Exactly as they appear, restate the lines of the material, from the first through the one containing "use std::fs;".
== Source records ==
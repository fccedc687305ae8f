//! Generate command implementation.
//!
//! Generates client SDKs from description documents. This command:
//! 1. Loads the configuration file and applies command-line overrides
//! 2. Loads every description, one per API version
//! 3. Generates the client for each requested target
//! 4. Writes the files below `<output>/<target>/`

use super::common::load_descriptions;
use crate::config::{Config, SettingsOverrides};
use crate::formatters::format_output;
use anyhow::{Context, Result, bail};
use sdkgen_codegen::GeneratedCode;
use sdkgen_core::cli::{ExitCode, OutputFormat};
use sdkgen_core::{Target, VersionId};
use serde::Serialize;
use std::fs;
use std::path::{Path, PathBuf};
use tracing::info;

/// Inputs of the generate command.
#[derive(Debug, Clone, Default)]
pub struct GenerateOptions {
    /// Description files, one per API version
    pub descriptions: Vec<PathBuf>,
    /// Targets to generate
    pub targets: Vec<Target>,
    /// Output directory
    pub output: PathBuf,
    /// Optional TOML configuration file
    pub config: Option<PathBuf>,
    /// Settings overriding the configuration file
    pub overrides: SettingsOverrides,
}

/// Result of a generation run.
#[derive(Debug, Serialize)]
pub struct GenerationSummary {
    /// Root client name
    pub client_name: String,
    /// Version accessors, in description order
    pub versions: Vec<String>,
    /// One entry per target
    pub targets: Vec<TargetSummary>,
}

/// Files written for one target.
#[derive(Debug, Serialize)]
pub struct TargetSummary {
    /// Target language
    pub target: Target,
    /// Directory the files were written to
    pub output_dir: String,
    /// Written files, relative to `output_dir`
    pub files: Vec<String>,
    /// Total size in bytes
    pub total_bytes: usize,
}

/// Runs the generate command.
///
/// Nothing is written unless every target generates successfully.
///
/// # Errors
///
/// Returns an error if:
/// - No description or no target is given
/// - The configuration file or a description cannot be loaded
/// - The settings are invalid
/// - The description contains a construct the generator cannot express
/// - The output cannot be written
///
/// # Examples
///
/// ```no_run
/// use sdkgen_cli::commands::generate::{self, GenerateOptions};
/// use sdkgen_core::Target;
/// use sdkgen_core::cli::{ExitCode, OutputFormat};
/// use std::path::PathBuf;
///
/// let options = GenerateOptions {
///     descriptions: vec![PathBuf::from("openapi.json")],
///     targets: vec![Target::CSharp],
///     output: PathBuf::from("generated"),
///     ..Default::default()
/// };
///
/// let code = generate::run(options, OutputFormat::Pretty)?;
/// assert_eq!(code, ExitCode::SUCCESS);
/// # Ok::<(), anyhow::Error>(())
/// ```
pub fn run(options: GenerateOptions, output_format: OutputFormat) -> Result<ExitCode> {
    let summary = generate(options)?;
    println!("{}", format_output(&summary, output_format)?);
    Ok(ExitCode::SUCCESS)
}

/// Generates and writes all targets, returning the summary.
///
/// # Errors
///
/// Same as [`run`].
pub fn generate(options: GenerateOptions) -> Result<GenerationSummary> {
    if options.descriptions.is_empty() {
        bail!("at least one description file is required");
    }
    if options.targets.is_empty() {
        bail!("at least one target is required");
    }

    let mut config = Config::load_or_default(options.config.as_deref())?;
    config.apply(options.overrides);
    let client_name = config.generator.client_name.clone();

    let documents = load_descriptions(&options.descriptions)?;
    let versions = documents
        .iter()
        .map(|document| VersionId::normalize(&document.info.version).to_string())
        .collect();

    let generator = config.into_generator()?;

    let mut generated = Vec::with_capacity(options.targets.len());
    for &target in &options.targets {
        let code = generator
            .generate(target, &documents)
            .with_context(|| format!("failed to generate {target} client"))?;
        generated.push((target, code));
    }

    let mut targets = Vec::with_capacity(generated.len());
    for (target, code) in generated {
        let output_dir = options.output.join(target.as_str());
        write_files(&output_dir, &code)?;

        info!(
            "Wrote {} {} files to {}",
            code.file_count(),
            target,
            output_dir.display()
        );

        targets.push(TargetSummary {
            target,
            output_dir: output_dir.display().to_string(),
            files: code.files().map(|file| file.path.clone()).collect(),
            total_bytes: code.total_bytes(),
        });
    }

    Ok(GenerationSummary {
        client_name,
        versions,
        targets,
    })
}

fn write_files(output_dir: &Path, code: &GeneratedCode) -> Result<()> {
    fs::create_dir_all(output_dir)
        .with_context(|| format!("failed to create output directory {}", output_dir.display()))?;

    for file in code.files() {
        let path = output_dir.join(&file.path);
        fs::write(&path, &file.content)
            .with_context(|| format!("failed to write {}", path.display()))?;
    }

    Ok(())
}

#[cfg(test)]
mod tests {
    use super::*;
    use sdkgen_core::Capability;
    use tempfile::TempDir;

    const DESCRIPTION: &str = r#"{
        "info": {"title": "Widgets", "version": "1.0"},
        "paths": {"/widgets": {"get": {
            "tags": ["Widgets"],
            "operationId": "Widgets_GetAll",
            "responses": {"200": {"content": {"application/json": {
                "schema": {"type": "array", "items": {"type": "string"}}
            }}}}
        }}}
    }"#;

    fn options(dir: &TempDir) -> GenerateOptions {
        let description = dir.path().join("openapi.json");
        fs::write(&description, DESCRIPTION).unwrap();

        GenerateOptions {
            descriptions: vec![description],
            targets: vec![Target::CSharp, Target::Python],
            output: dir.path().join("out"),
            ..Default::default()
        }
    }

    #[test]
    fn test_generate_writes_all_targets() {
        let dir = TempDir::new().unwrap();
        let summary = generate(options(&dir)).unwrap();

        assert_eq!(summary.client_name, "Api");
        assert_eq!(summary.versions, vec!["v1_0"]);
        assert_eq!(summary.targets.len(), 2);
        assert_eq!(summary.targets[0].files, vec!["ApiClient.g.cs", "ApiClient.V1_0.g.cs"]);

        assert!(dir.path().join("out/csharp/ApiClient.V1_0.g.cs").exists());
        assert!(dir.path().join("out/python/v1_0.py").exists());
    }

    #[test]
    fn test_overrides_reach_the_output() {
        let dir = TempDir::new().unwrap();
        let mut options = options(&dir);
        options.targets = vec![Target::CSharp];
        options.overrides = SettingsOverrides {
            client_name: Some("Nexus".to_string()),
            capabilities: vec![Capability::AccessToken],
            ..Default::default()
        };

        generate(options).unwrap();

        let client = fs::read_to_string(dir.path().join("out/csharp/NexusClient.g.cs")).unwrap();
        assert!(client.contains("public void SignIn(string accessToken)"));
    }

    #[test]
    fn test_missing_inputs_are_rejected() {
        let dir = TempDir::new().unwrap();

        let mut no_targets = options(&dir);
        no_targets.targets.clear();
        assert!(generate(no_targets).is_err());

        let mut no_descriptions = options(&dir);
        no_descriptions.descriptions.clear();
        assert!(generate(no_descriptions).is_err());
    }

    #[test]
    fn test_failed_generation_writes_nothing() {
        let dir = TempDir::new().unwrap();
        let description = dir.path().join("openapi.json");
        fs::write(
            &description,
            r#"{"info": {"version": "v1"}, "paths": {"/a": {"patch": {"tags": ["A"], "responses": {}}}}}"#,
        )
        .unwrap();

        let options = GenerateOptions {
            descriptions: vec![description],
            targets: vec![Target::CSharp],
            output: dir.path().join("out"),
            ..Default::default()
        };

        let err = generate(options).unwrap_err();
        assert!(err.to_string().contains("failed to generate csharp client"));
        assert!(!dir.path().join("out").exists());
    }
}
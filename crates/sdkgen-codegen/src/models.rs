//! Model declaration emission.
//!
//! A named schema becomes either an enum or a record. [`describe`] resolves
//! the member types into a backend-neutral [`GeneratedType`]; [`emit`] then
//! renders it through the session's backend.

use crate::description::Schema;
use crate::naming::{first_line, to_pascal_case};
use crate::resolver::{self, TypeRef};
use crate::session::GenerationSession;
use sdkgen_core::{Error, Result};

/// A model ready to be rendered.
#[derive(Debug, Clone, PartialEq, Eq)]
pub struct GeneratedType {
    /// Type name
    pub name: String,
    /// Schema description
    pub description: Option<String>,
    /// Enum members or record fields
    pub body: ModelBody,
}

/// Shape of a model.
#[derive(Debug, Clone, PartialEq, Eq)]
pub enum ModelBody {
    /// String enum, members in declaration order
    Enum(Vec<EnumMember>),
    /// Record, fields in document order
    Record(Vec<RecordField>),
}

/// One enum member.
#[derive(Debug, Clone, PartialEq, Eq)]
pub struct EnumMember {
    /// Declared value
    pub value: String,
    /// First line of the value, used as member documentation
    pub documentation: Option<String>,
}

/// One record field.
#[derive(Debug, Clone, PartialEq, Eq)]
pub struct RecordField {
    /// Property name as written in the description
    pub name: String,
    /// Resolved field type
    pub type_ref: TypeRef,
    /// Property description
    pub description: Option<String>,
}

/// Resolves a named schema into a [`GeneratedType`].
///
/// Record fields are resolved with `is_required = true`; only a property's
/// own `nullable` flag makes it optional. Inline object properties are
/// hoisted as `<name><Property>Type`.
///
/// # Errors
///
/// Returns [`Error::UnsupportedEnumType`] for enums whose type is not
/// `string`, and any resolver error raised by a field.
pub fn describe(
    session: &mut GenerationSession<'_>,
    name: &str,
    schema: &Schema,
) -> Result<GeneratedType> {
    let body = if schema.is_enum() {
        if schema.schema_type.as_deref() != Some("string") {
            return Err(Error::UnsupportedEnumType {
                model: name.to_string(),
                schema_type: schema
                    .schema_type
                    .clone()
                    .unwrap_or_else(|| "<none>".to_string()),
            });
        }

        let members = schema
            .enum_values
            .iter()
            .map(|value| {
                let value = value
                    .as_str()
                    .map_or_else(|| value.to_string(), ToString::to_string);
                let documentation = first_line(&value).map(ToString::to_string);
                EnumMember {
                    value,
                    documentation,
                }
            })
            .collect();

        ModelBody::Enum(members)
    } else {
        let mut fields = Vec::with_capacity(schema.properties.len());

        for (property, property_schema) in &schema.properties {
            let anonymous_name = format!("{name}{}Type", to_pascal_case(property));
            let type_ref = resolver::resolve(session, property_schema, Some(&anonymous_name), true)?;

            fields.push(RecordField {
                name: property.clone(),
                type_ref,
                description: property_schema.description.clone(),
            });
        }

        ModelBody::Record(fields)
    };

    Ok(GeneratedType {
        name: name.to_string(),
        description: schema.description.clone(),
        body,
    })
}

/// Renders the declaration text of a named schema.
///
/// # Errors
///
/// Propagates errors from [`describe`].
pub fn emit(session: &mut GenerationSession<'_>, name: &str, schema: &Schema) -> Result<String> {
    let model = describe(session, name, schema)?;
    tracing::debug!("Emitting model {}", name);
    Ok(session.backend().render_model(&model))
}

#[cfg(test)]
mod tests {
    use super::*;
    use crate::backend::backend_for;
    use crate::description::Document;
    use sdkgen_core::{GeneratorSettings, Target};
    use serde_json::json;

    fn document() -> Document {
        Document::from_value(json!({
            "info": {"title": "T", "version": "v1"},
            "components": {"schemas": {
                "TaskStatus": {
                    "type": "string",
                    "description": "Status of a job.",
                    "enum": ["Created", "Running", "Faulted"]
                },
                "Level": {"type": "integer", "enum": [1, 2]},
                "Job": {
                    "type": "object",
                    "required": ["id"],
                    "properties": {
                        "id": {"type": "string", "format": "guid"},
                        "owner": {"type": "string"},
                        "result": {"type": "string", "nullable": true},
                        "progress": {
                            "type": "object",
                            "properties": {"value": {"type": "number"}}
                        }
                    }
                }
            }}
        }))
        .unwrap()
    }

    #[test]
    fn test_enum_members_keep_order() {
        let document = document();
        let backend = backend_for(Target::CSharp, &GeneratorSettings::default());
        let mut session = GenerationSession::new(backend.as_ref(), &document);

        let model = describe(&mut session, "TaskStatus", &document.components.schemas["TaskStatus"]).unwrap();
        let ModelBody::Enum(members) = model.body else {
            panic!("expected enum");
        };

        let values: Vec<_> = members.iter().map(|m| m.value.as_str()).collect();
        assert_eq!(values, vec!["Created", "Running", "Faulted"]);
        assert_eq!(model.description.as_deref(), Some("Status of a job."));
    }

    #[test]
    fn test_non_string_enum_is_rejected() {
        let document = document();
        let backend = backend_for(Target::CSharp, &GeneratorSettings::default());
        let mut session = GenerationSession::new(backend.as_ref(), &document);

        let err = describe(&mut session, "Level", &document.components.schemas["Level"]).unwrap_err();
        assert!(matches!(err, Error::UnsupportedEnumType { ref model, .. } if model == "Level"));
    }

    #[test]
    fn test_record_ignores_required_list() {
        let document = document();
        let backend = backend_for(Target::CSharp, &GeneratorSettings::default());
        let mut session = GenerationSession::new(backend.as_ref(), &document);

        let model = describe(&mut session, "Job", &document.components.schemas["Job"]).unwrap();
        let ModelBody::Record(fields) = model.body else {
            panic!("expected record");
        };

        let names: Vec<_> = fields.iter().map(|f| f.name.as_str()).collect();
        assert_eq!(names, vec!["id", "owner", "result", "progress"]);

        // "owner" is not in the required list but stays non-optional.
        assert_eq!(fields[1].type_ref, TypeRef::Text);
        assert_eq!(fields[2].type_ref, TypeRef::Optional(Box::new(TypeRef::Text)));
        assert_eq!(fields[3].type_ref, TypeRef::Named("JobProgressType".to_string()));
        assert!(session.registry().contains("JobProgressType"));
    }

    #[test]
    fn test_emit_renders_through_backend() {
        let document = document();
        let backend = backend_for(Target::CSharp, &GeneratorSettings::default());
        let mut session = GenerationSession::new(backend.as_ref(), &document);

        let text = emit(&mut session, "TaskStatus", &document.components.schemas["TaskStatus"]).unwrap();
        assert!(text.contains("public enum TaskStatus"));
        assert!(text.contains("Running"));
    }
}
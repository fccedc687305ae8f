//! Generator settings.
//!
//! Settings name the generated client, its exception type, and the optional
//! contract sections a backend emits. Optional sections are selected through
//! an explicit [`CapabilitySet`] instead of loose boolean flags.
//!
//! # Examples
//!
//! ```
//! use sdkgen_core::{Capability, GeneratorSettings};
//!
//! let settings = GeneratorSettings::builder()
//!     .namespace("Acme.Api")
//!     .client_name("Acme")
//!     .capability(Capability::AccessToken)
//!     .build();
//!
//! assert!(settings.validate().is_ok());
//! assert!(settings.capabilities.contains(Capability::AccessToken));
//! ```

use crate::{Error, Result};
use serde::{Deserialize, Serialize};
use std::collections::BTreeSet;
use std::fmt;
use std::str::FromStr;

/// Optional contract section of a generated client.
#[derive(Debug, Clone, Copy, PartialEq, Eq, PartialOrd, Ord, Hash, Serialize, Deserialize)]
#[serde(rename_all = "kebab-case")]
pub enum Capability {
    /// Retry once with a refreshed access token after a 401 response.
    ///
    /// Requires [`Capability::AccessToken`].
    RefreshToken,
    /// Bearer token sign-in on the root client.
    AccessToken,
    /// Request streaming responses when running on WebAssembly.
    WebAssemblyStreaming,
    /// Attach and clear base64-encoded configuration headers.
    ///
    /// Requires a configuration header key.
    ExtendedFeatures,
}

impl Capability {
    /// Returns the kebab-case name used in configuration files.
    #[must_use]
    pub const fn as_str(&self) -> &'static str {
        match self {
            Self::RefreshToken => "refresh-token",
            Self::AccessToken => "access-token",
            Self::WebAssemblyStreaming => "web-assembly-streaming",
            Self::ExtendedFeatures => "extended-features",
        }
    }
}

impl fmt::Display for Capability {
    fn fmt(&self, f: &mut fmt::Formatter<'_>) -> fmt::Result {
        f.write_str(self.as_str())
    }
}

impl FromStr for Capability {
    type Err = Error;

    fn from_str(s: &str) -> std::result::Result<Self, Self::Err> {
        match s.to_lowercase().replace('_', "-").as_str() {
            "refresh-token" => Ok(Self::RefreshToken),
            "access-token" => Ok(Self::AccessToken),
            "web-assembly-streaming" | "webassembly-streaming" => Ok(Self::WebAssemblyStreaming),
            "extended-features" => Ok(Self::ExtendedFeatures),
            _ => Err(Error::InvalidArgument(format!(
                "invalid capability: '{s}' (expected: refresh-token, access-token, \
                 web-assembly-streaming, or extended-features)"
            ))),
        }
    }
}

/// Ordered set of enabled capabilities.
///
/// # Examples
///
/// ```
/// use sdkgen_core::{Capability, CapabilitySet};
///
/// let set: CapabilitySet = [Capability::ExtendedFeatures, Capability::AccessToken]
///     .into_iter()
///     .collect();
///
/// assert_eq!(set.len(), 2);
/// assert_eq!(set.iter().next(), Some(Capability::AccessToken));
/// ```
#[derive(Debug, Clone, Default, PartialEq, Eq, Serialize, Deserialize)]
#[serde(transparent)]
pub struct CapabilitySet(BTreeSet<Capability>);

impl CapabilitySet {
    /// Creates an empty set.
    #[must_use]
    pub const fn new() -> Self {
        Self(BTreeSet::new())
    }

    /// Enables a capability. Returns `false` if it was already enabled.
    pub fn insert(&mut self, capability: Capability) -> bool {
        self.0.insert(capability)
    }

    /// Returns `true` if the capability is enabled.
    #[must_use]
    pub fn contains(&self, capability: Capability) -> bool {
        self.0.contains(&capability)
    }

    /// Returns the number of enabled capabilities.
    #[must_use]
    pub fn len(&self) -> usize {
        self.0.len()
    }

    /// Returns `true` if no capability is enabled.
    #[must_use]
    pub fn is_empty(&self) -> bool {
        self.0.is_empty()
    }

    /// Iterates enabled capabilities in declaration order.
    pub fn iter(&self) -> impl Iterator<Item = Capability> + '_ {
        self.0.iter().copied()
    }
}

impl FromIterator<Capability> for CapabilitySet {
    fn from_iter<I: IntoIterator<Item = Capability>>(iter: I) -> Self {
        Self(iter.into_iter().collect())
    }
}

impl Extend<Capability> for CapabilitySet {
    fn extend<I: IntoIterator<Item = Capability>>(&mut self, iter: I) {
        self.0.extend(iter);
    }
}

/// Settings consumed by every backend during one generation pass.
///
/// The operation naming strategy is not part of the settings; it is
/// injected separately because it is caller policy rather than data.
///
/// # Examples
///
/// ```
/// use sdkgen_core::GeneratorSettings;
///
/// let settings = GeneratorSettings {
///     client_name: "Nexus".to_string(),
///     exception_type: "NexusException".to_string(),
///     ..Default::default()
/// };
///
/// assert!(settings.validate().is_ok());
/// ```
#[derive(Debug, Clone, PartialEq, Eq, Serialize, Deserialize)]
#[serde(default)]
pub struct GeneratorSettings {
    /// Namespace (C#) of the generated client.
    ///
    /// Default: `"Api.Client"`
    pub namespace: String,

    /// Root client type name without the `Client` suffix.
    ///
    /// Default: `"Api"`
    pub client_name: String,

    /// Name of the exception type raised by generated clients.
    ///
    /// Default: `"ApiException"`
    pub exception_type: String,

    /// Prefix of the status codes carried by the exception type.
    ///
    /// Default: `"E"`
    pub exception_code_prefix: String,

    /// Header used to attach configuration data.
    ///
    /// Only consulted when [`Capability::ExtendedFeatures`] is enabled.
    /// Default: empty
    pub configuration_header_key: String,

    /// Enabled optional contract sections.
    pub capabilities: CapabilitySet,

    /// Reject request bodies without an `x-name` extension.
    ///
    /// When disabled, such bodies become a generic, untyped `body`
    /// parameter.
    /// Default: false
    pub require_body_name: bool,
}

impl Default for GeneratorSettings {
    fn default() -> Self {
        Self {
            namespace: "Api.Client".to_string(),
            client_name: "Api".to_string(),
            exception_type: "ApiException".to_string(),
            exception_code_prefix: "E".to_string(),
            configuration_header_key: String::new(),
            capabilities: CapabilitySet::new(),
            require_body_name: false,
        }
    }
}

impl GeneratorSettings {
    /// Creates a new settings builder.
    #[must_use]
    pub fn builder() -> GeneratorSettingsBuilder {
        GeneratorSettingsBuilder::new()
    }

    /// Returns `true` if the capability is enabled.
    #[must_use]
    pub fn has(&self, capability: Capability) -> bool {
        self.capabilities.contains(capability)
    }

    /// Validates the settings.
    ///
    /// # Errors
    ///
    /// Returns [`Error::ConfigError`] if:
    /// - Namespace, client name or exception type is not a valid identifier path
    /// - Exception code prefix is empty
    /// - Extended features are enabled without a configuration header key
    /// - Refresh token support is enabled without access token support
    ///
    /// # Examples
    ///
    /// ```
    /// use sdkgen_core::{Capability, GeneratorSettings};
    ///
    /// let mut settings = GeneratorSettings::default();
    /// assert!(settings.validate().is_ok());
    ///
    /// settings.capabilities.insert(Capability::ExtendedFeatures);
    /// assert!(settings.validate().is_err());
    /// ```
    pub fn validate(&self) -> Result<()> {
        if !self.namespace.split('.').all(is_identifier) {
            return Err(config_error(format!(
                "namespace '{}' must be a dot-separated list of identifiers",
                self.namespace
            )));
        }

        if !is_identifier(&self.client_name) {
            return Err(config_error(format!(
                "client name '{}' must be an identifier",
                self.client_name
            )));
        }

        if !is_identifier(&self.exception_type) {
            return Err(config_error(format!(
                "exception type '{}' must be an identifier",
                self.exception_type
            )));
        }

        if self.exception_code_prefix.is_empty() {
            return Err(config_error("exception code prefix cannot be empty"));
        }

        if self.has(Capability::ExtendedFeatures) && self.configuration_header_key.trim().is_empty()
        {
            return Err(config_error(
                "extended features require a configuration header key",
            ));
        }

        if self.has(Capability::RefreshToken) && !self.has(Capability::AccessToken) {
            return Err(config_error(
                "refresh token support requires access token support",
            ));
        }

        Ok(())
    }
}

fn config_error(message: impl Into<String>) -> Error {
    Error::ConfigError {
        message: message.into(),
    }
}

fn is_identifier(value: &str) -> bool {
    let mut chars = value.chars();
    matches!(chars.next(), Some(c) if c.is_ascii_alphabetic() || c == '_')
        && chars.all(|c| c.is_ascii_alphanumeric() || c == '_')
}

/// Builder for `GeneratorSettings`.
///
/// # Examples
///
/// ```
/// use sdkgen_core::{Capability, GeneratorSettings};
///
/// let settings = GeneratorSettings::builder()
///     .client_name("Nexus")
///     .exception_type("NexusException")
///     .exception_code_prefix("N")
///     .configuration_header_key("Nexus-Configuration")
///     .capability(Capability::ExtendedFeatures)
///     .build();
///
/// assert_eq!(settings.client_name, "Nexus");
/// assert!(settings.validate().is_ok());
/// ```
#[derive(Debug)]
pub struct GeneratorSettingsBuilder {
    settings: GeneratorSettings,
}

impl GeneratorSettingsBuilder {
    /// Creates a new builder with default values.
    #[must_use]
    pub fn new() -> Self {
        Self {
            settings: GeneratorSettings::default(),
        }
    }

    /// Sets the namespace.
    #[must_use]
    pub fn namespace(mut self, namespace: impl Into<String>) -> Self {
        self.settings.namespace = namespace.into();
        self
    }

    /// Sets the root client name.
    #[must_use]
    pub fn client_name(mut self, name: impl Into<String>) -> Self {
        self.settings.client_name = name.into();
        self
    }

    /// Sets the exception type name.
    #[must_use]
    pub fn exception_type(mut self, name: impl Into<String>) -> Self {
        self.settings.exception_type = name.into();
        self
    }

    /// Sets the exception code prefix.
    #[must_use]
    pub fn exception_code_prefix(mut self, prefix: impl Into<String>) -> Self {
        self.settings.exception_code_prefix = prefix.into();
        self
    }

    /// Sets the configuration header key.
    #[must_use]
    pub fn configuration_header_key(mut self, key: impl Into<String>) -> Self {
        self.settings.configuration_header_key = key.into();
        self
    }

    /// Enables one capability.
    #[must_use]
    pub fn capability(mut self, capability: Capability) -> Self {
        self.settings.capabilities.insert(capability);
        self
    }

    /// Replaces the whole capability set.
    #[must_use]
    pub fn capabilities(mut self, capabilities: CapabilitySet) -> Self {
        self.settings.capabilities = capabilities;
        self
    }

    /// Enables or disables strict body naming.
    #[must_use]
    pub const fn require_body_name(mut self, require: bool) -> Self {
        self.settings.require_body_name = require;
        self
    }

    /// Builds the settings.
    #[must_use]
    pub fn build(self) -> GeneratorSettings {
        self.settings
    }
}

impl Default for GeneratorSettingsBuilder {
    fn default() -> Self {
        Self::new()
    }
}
===
§ Answer space
repository fccedc687305ae8f
//! Generate command implementation.
//!
//! Generates client SDKs from description documents. This command:
//! 1. Loads the configuration file and applies command-line overrides
//! 2. Loads every description, one per API version
//! 3. Generates the client for each requested target
//! 4. Writes the files below `<output>/<target>/`

use super::common::load_descriptions;
use crate::config::{Config, SettingsOverrides};
use crate::formatters::format_output;
use anyhow::{Context, Result, bail};
use sdkgen_codegen::GeneratedCode;
use sdkgen_core::cli::{ExitCode, OutputFormat};
use sdkgen_core::{Target, VersionId};
use serde::Serialize;
use std::fs;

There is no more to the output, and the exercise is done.